Guenther first reviews the history of punishment in America. The first penitentiaries in this country were designed for white men, and their goal was redemption. Solitary confinement was regarded as therapy, to give prisoners uninterrupted time to reflect on the error of their ways. (Enslaved people were seldom imprisoned for long; instead, they were whipped and put back to work.) During the nineteenth century and through the Cold War, rehabilitation was the commonly expressed goal of imprisonment, but as the prison population grew and prison costs became a significant burden on all levels of government, the primary goal became control, especially in new supermax penitentiaries. Inmates today are warehoused as efficiently as possible, provided with the minimum court-ordered conditions necessary to sustain life and avoid lawsuits alleging cruel and unusual punishment. According to Guenther, there is little or no interest in reformation or rehabilitation, much less in respecting the dignity of human life.

The historical, social, and theoretical review of American penal practice in Solitary Confinement is easy reading. Guenther is a philosopher, however, and she is interested in more than mere description. The book, she writes, is “an extended argument for the insight … that an intercorporeal, ethical, and political relation to time and to others is the condition for the possibility of a meaningful life.” In other words, “We find the meaning of our lives,” she writes, in relationship with other people: “That is how the light gets in.” When those relations are denied, as they are in solitary confinement, the prisoner experiences a kind of social death, which often results in “more than a mental illness afflicting individual subjects; it is a social, phenomenological, and ontological pathology, which neither the language of the clinic nor the logic of liberal individualism is adequate to express.”
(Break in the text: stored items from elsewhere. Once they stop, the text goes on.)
// SPDX-License-Identifier: AGPL-3.0-or-later
//
// Copyright (C) 2026 Relational Network

use axum::{routing::get, Router};
use tower::ServiceBuilder;
use tower_http::{
    cors::CorsLayer,
    request_id::{MakeRequestUuid, PropagateRequestIdLayer, SetRequestIdLayer},
    trace::TraceLayer,
};
use utoipa::OpenApi;
use utoipa_swagger_ui::SwaggerUi;

use crate::{
    error::route_not_found,
    models::{
        ClusterContext, DatabaseSecrets, HealthResponse, MyAppSecrets, SecretSnapshot,
        VaultHealth, VaultStatus,
    },
    state::AppState,
};

pub mod dashboard;
pub mod health;
pub mod secrets;

pub fn router(state: AppState) -> Router {
    let routes = Router::new()
        .route("/", get(dashboard::index))
        .route("/api/secrets", get(secrets::get_secrets))
        .route("/api/health", get(health::health))
        .route("/api/vault-status", get(secrets::vault_status))
        .with_state(state);

    Router::new()
        .merge(routes)
        .merge(SwaggerUi::new("/docs").url("/api-doc/openapi.json", ApiDoc::openapi()))
        .fallback(route_not_found)
        .layer(
            ServiceBuilder::new()
                .layer(SetRequestIdLayer::x_request_id(MakeRequestUuid))
                .layer(TraceLayer::new_for_http())
                .layer(PropagateRequestIdLayer::x_request_id()),
        )
        .layer(CorsLayer::permissive())
}

#[derive(OpenApi)]
#[openapi(
    paths(
        dashboard::index,
        secrets::get_secrets,
        secrets::vault_status,
        health::health
    ),
    components(
        schemas(
            SecretSnapshot,
            MyAppSecrets,
            DatabaseSecrets,
            ClusterContext,
            VaultStatus,
            VaultHealth,
            HealthResponse
        )
    ),
    tags(
        (name = "Dashboard", description = "HTML status page"),
        (name = "Secrets", description = "Vault-synced secrets and load status"),
        (name = "Health", description = "Liveness probe")
    )
)]
struct ApiDoc;

#[cfg(test)]
mod tests {
    use super::*;
    use std::collections::HashMap;

    use axum::{
        body::{to_bytes, Body},
        http::{header, Request, StatusCode},
    };
    use serde_json::Value;
    use tower::ServiceExt;

    use crate::config::Config;

    fn app_with(vars: &[(&str, &str)]) -> Router {
        let vars: HashMap<String, String> = vars
            .iter()
            .map(|(k, v)| (k.to_string(), v.to_string()))
            .collect();
        router(AppState::new(Config::from_lookup(|name| vars.get(name).cloned())))
    }

    async fn get(app: Router, uri: &str) -> (StatusCode, axum::http::HeaderMap, Vec<u8>) {
        let response = app
            .oneshot(Request::builder().uri(uri).body(Body::empty()).unwrap())
            .await
            .unwrap();
        let status = response.status();
        let headers = response.headers().clone();
        let body = to_bytes(response.into_body(), usize::MAX).await.unwrap();
        (status, headers, body.to_vec())
    }

    async fn get_json(app: Router, uri: &str) -> (StatusCode, Value) {
        let (status, _, body) = get(app, uri).await;
        (status, serde_json::from_slice(&body).unwrap())
    }

    #[tokio::test]
    async fn health_returns_ok() {
        let (status, body) = get_json(app_with(&[]), "/api/health").await;
        assert_eq!(status, StatusCode::OK);
        assert_eq!(body["status"], "healthy");
        assert!(body["timestamp"].is_string());
    }

    #[tokio::test]
    async fn secrets_with_empty_environment() {
        let (status, body) = get_json(app_with(&[]), "/api/secrets").await;
        assert_eq!(status, StatusCode::OK);
        for field in ["username", "password", "api_key"] {
            assert_eq!(body["myapp"][field], "Not found");
        }
        for field in ["host", "port", "username", "password"] {
            assert_eq!(body["database"][field], "Not found");
        }
        assert!(body["last_updated"].as_str().unwrap().ends_with(" UTC"));
    }

    #[tokio::test]
    async fn secrets_never_expose_passwords() {
        let app = app_with(&[
            ("MYAPP_PASSWORD", "hunter2"),
            ("DATABASE_PASSWORD", "dbpw"),
        ]);
        let (_, _, body) = get(app, "/api/secrets").await;
        let text = String::from_utf8(body).unwrap();
        assert!(!text.contains("hunter2"));
        assert!(!text.contains("dbpw"));
        assert!(text.contains(r#""password":"***""#));
    }

    #[tokio::test]
    async fn vault_status_failed_with_nothing_set() {
        let (status, body) = get_json(app_with(&[]), "/api/vault-status").await;
        assert_eq!(status, StatusCode::OK);
        assert_eq!(body["status"], "failed");
        assert_eq!(body["secrets_loaded"], 0);
        assert_eq!(body["secrets_expected"], 7);
    }

    #[tokio::test]
    async fn vault_status_healthy_with_everything_set() {
        let app = app_with(&[
            ("MYAPP_USERNAME", "alice"),
            ("MYAPP_PASSWORD", "secret"),
            ("MYAPP_API_KEY", "key"),
            ("DATABASE_HOST", "db"),
            ("DATABASE_PORT", "5432"),
            ("DATABASE_USERNAME", "app"),
            ("DATABASE_PASSWORD", "pw"),
        ]);
        let (_, body) = get_json(app, "/api/vault-status").await;
        assert_eq!(body["status"], "healthy");
        assert_eq!(body["secrets_loaded"], 7);
        assert_eq!(body["myapp_secrets"], 3);
        assert_eq!(body["database_secrets"], 4);
    }

    #[tokio::test]
    async fn vault_status_partial_example() {
        let app = app_with(&[("MYAPP_USERNAME", "alice"), ("MYAPP_PASSWORD", "secret")]);
        let (_, body) = get_json(app, "/api/vault-status").await;
        assert_eq!(body["status"], "partial");
        assert_eq!(body["secrets_loaded"], 2);
        assert_eq!(body["secrets_expected"], 7);
        assert_eq!(body["myapp_secrets"], 2);
        assert_eq!(body["database_secrets"], 0);
        assert!(body["last_check"].is_string());
    }

    #[tokio::test]
    async fn empty_database_password_is_not_found_and_not_counted() {
        let vars = [("DATABASE_PASSWORD", ""), ("MYAPP_USERNAME", "alice")];

        let (_, secrets) = get_json(app_with(&vars), "/api/secrets").await;
        assert_eq!(secrets["database"]["password"], "Not found");
        assert_eq!(secrets["myapp"]["username"], "alice");

        let (_, status) = get_json(app_with(&vars), "/api/vault-status").await;
        assert_eq!(status["database_secrets"], 0);
        assert_eq!(status["myapp_secrets"], 1);
        assert_eq!(status["secrets_loaded"], 1);
        assert_eq!(status["status"], "partial");
    }

    #[tokio::test]
    async fn dashboard_is_html() {
        let app = app_with(&[("POD_NAME", "demo-pod"), ("MYAPP_PASSWORD", "hunter2")]);
        let (status, headers, body) = get(app, "/").await;
        assert_eq!(status, StatusCode::OK);
        let content_type = headers[header::CONTENT_TYPE].to_str().unwrap();
        assert!(content_type.starts_with("text/html"));

        let page = String::from_utf8(body).unwrap();
        assert!(page.contains("demo-pod"));
        assert!(!page.contains("hunter2"));
    }

    #[tokio::test]
    async fn unknown_route_returns_json_404() {
        let (status, body) = get_json(app_with(&[]), "/api/nope").await;
        assert_eq!(status, StatusCode::NOT_FOUND);
        assert_eq!(body["error"], "No route for /api/nope");
    }

    #[tokio::test]
    async fn request_id_is_propagated() {
        let (_, headers, _) = get(app_with(&[]), "/api/health").await;
        assert!(headers.contains_key("x-request-id"));
    }

    #[tokio::test]
    async fn openapi_document_lists_endpoints() {
        let (status, body) = get_json(app_with(&[]), "/api-doc/openapi.json").await;
        assert_eq!(status, StatusCode::OK);
        for path in ["/", "/api/secrets", "/api/health", "/api/vault-status"] {
            assert!(body["paths"].get(path).is_some(), "missing {path}");
        }
    }
}
// SPDX-License-Identifier: AGPL-3.0-or-later
//
// Copyright (C) 2026 Relational Network

//! Secret endpoints.

use axum::{extract::State, Json};
use chrono::Utc;

use crate::{
    models::{SecretSnapshot, VaultStatus},
    snapshot,
    state::AppState,
};

/// Current secrets, passwords masked.
#[utoipa::path(
    get,
    path = "/api/secrets",
    tag = "Secrets",
    responses(
        (status = 200, description = "Secret snapshot", body = SecretSnapshot)
    )
)]
pub async fn get_secrets(State(state): State<AppState>) -> Json<SecretSnapshot> {
    Json(snapshot::secret_snapshot(&state.config.secrets, Utc::now()))
}

/// How many of the expected secrets were synced from Vault.
///
/// Returns 200 for every outcome; `status` carries the classification.
#[utoipa::path(
    get,
    path = "/api/vault-status",
    tag = "Secrets",
    responses(
        (status = 200, description = "Secret load summary", body = VaultStatus)
    )
)]
pub async fn vault_status(State(state): State<AppState>) -> Json<VaultStatus> {
    let status = snapshot::vault_status(&state.config.secrets, Utc::now());
    tracing::debug!(
        status = status.status.as_str(),
        loaded = status.secrets_loaded,
        expected = status.secrets_expected,
        "Vault status checked"
    );
    Json(status)
}
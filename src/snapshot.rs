// SPDX-License-Identifier: AGPL-3.0-or-later
//
// Copyright (C) 2026 Relational Network

//! # Status Reporter
//!
//! Turns the startup [`Config`](crate::config::Config) into the per-request
//! views served by the API:
//!
//! - [`secret_snapshot`]: secrets with passwords masked and missing values
//!   replaced by `"Not found"`
//! - [`cluster_context`]: pod metadata with `"Unknown"`/`"default"` fallbacks
//! - [`vault_status`]: how many of the seven expected secrets are loaded
//!
//! All functions are pure: they take the configuration and the current time
//! explicitly and never fail. A missing variable is data, not an error.

use chrono::{DateTime, SecondsFormat, Utc};
use secrecy::{ExposeSecret, SecretString};

use crate::config::{ClusterConfig, SecretsConfig, DEFAULT_SERVICE_ACCOUNT, UNKNOWN};
use crate::models::{
    ClusterContext, DatabaseSecrets, MyAppSecrets, SecretSnapshot, SecretValue, VaultHealth,
    VaultStatus,
};

/// Number of secrets the Vault integration is expected to provide.
pub const SECRETS_EXPECTED: usize = MyAppSecrets::EXPECTED + DatabaseSecrets::EXPECTED;

/// Format used for `last_updated` on the dashboard and `/api/secrets`.
const DISPLAY_FORMAT: &str = "%Y-%m-%d %H:%M:%S UTC";

/// `2026-10-19 08:30:00 UTC`
pub fn display_timestamp(now: DateTime<Utc>) -> String {
    now.format(DISPLAY_FORMAT).to_string()
}

/// ISO 8601 / RFC 3339 with microseconds, e.g. `2026-10-19T08:30:00.000000Z`.
pub fn iso_timestamp(now: DateTime<Utc>) -> String {
    now.to_rfc3339_opts(SecondsFormat::Micros, true)
}

fn visible(value: &Option<SecretString>) -> SecretValue {
    match value {
        Some(secret) => SecretValue::Visible(secret.expose_secret().to_string()),
        None => SecretValue::NotFound,
    }
}

fn masked(value: &Option<SecretString>) -> SecretValue {
    match value {
        Some(secret) if !secret.expose_secret().is_empty() => SecretValue::Masked,
        _ => SecretValue::NotFound,
    }
}

fn or_default(value: &Option<String>, default: &str) -> String {
    value.clone().unwrap_or_else(|| default.to_string())
}

/// Capture the current secret values.
pub fn secret_snapshot(secrets: &SecretsConfig, now: DateTime<Utc>) -> SecretSnapshot {
    SecretSnapshot {
        myapp: MyAppSecrets {
            username: visible(&secrets.myapp_username),
            password: masked(&secrets.myapp_password),
            api_key: visible(&secrets.myapp_api_key),
        },
        database: DatabaseSecrets {
            host: visible(&secrets.database_host),
            port: visible(&secrets.database_port),
            username: visible(&secrets.database_username),
            password: masked(&secrets.database_password),
        },
        last_updated: display_timestamp(now),
    }
}

pub fn cluster_context(cluster: &ClusterConfig) -> ClusterContext {
    ClusterContext {
        namespace: or_default(&cluster.namespace, UNKNOWN),
        pod_name: or_default(&cluster.pod_name, UNKNOWN),
        node_name: or_default(&cluster.node_name, UNKNOWN),
        service_account: or_default(&cluster.service_account, DEFAULT_SERVICE_ACCOUNT),
    }
}

/// Classify a load count against [`SECRETS_EXPECTED`].
pub fn classify(loaded: usize) -> VaultHealth {
    match loaded {
        0 => VaultHealth::Failed,
        n if n == SECRETS_EXPECTED => VaultHealth::Healthy,
        _ => VaultHealth::Partial,
    }
}

/// Summarise how completely the secrets were synchronised.
pub fn vault_status(secrets: &SecretsConfig, now: DateTime<Utc>) -> VaultStatus {
    let snapshot = secret_snapshot(secrets, now);
    let myapp_secrets = snapshot.myapp.loaded();
    let database_secrets = snapshot.database.loaded();
    let secrets_loaded = myapp_secrets + database_secrets;

    VaultStatus {
        status: classify(secrets_loaded),
        secrets_loaded,
        secrets_expected: SECRETS_EXPECTED,
        myapp_secrets,
        database_secrets,
        last_check: iso_timestamp(now),
    }
}
// SPDX-License-Identifier: AGPL-3.0-or-later
//
// Copyright (C) 2026 Relational Network

//! # Dashboard
//!
//! Server-rendered HTML page showing the secret snapshot, the load summary
//! and the pod's Kubernetes metadata. Every interpolated value passes through
//! [`escape_html`]; passwords only ever reach this module already masked.

use axum::{extract::State, response::Html};
use chrono::Utc;

use crate::{
    models::{ClusterContext, SecretSnapshot, SecretValue, VaultStatus},
    snapshot,
    state::AppState,
};

const DASHBOARD_CSS: &str = r#"<!DOCTYPE html>
<html lang="en">
<head>
<meta charset="utf-8">
<meta name="viewport" content="width=device-width, initial-scale=1">
<title>Vault Secrets Demo</title>
<style>
body{font-family:-apple-system,BlinkMacSystemFont,"Segoe UI",Roboto,sans-serif;background:#f5f6f8;color:#1f2328;margin:0}
header{background:#000;color:#ffd814;padding:20px 32px}
header h1{margin:0;font-size:22px}
header p{margin:4px 0 0;color:#d0d0d0;font-size:14px}
main{max-width:960px;margin:24px auto;padding:0 16px;display:grid;gap:20px}
.card{background:#fff;border:1px solid #d8dee4;border-radius:8px;padding:20px}
.card h2{margin:0 0 12px;font-size:17px}
table{width:100%;border-collapse:collapse;font-size:14px}
td{padding:8px 6px;border-top:1px solid #eaeef2}
td.key{color:#57606a;width:40%}
td.value{font-family:ui-monospace,SFMono-Regular,Menlo,monospace}
.missing{color:#cf222e}
.masked{color:#8250df}
.badge{display:inline-block;padding:3px 10px;border-radius:12px;font-size:13px;font-weight:600}
.badge.healthy{background:#dafbe1;color:#1a7f37}
.badge.partial{background:#fff8c5;color:#9a6700}
.badge.failed{background:#ffebe9;color:#cf222e}
footer{text-align:center;color:#57606a;font-size:13px;padding:16px}
footer a{color:#0969da;margin:0 6px}
</style>
</head>
"#;

/// Main dashboard showing all secrets and pod information.
#[utoipa::path(
    get,
    path = "/",
    tag = "Dashboard",
    responses(
        (status = 200, description = "HTML dashboard", body = String, content_type = "text/html")
    )
)]
pub async fn index(State(state): State<AppState>) -> Html<String> {
    let now = Utc::now();
    let secrets = snapshot::secret_snapshot(&state.config.secrets, now);
    let status = snapshot::vault_status(&state.config.secrets, now);
    let cluster = snapshot::cluster_context(&state.config.cluster);

    Html(render(&secrets, &status, &cluster))
}

/// Escape text for use in HTML element content and quoted attributes.
pub fn escape_html(input: &str) -> String {
    let mut out = String::with_capacity(input.len());
    for c in input.chars() {
        match c {
            '&' => out.push_str("&amp;"),
            '<' => out.push_str("&lt;"),
            '>' => out.push_str("&gt;"),
            '"' => out.push_str("&quot;"),
            '\'' => out.push_str("&#39;"),
            _ => out.push(c),
        }
    }
    out
}

fn plain_row(html: &mut String, key: &str, value: &str) {
    html.push_str("<tr><td class=\"key\">");
    html.push_str(key);
    html.push_str("</td><td class=\"value\">");
    html.push_str(&escape_html(value));
    html.push_str("</td></tr>");
}

fn secret_row(html: &mut String, key: &str, value: &SecretValue) {
    let class = match value {
        SecretValue::Visible(_) => "value",
        SecretValue::Masked => "value masked",
        SecretValue::NotFound => "value missing",
    };
    html.push_str("<tr><td class=\"key\">");
    html.push_str(key);
    html.push_str("</td><td class=\"");
    html.push_str(class);
    html.push_str("\">");
    html.push_str(&escape_html(value.as_str()));
    html.push_str("</td></tr>");
}

/// Render the full page.
pub fn render(secrets: &SecretSnapshot, status: &VaultStatus, cluster: &ClusterContext) -> String {
    let mut html = String::with_capacity(8192);
    html.push_str(DASHBOARD_CSS);
    html.push_str("<body>\n");

    html.push_str("<header><h1>Vault Secrets Demo</h1>");
    html.push_str("<p>Secrets synced from HashiCorp Vault by the Vault Secrets Operator</p></header>\n");
    html.push_str("<main>\n");

    // Sync status
    let badge = status.status.as_str();
    html.push_str("<section class=\"card\"><h2>Vault Status <span class=\"badge ");
    html.push_str(badge);
    html.push_str("\">");
    html.push_str(badge);
    html.push_str("</span></h2><table>");
    plain_row(
        &mut html,
        "Secrets loaded",
        &format!("{} / {}", status.secrets_loaded, status.secrets_expected),
    );
    plain_row(&mut html, "Last updated", &secrets.last_updated);
    html.push_str("</table></section>\n");

    // secret/myapp
    html.push_str("<section class=\"card\"><h2>Application Secrets <small>secret/myapp</small></h2><table>");
    secret_row(&mut html, "Username", &secrets.myapp.username);
    secret_row(&mut html, "Password", &secrets.myapp.password);
    secret_row(&mut html, "API Key", &secrets.myapp.api_key);
    html.push_str("</table></section>\n");

    // secret/database
    html.push_str("<section class=\"card\"><h2>Database Secrets <small>secret/database</small></h2><table>");
    secret_row(&mut html, "Host", &secrets.database.host);
    secret_row(&mut html, "Port", &secrets.database.port);
    secret_row(&mut html, "Username", &secrets.database.username);
    secret_row(&mut html, "Password", &secrets.database.password);
    html.push_str("</table></section>\n");

    // Pod metadata
    html.push_str("<section class=\"card\"><h2>Kubernetes</h2><table>");
    plain_row(&mut html, "Namespace", &cluster.namespace);
    plain_row(&mut html, "Pod", &cluster.pod_name);
    plain_row(&mut html, "Node", &cluster.node_name);
    plain_row(&mut html, "Service Account", &cluster.service_account);
    html.push_str("</table></section>\n");

    html.push_str("</main>\n");
    html.push_str(
        r#"<footer><a href="/api/secrets">/api/secrets</a><a href="/api/vault-status">/api/vault-status</a><a href="/api/health">/api/health</a><a href="/docs">API docs</a></footer>"#,
    );
    html.push_str("\n</body>\n</html>\n");
    html
}
// SPDX-License-Identifier: AGPL-3.0-or-later
//
// Copyright (C) 2026 Relational Network

use std::net::AddrParseError;

use axum::{
    http::{StatusCode, Uri},
    response::{IntoResponse, Response},
    Json,
};
use serde::Serialize;

#[derive(Debug)]
pub struct ApiError {
    pub status: StatusCode,
    pub message: String,
}

#[derive(Serialize)]
struct ErrorBody {
    error: String,
}

impl ApiError {
    pub fn new(status: StatusCode, message: impl Into<String>) -> Self {
        Self {
            status,
            message: message.into(),
        }
    }

    pub fn not_found(message: impl Into<String>) -> Self {
        Self::new(StatusCode::NOT_FOUND, message)
    }
}

impl IntoResponse for ApiError {
    fn into_response(self) -> Response {
        let body = Json(ErrorBody {
            error: self.message,
        });
        (self.status, body).into_response()
    }
}

/// Router fallback for paths that match no route.
pub async fn route_not_found(uri: Uri) -> ApiError {
    ApiError::not_found(format!("No route for {}", uri.path()))
}

/// Fatal errors that abort startup.
#[derive(Debug, thiserror::Error)]
pub enum StartupError {
    #[error("invalid bind address {address}: {source}")]
    InvalidAddress {
        address: String,
        source: AddrParseError,
    },

    #[error("failed to bind {address}: {source}")]
    Bind {
        address: String,
        source: std::io::Error,
    },

    #[error("HTTP server failed: {0}")]
    Serve(#[source] std::io::Error),
}
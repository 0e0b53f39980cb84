//! Flat reference implementation of word-range selections.
//!
//! `NaiveSelection` keeps the canonical intervals in one sorted `Vec` and
//! rebuilds it on every edit. It is slow and obviously correct, which is the
//! point: the tree engine in `vitexte` is tested against it.
//!
//! Invariants (always held):
//!    - intervals are sorted by start
//!    - intervals are closed, `[start, end]`
//!    - consecutive intervals are separated by at least one unselected position
//!
//! Complexity:
//!    - contains: O(log n)
//!    - select, delete_index: O(n)

/// Why an edit was rejected.
#[derive(Clone, Copy, Debug, PartialEq, Eq)]
pub enum NaiveError {
    InvalidRange { start: usize, end: usize },
    PositionNotSelected { index: usize },
}

/// A sorted list of disjoint, non-touching closed intervals.
#[derive(Clone, Debug, Default, PartialEq, Eq)]
pub struct NaiveSelection {
    intervals: Vec<(usize, usize)>,
}

impl NaiveSelection {
    pub fn new() -> Self {
        NaiveSelection { intervals: Vec::new() }
    }

    pub fn is_empty(&self) -> bool {
        self.intervals.is_empty()
    }

    /// The canonical intervals in ascending order.
    pub fn ranges(&self) -> &[(usize, usize)] {
        &self.intervals
    }

    /// Number of selected positions.
    pub fn len(&self) -> usize {
        self.intervals.iter().map(|(start, end)| end - start + 1).sum()
    }

    pub fn contains(&self, index: usize) -> bool {
        // First interval starting after `index`; the one before it is the
        // only candidate.
        let after = self.intervals.partition_point(|&(start, _)| start <= index);
        after > 0 && self.intervals[after - 1].1 >= index
    }

    /// Union `[start, end]` into the set.
    pub fn select(&self, start: usize, end: usize) -> Result<Self, NaiveError> {
        if start > end {
            return Err(NaiveError::InvalidRange { start, end });
        }
        let mut merged = Vec::with_capacity(self.intervals.len() + 1);
        let (mut lo, mut hi) = (start, end);
        let mut placed = false;
        for &(s, e) in &self.intervals {
            if e.saturating_add(1) < lo {
                merged.push((s, e));
            } else if hi.saturating_add(1) < s {
                if !placed {
                    merged.push((lo, hi));
                    placed = true;
                }
                merged.push((s, e));
            } else {
                // Overlapping or touching: absorb.
                lo = lo.min(s);
                hi = hi.max(e);
            }
        }
        if !placed {
            merged.push((lo, hi));
        }
        Ok(NaiveSelection { intervals: merged })
    }

    /// Remove one selected position.
    pub fn delete_index(&self, index: usize) -> Result<Self, NaiveError> {
        let missing = NaiveError::PositionNotSelected { index };
        let i = self
            .intervals
            .iter()
            .position(|&(s, e)| s <= index && index <= e)
            .ok_or(missing)?;
        let (s, e) = self.intervals[i];
        let mut intervals = self.intervals.clone();
        let mut pieces = Vec::with_capacity(2);
        if s < index {
            pieces.push((s, index - 1));
        }
        if index < e {
            pieces.push((index + 1, e));
        }
        intervals.splice(i..=i, pieces);
        Ok(NaiveSelection { intervals })
    }
}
This is a contemporary topic. The news is full of prison protests and of hunger strikes at Pelican Bay and Guantanamo. A rigorous understanding of the effects of confinement, especially the most extreme types, is a valuable contribution. Apart from moral and humanitarian considerations, this book asks, what is the point of confining prisoners in conditions that render them more violent and dangerous than they were when first incarcerated? Securing and controlling them becomes more difficult for the prison system that houses them, and if they are ever released they stand little chance of reintegration to society. Guenther provides a solid foundation for contemporary policy-making and a compelling case for re-thinking the use of solitary confinement.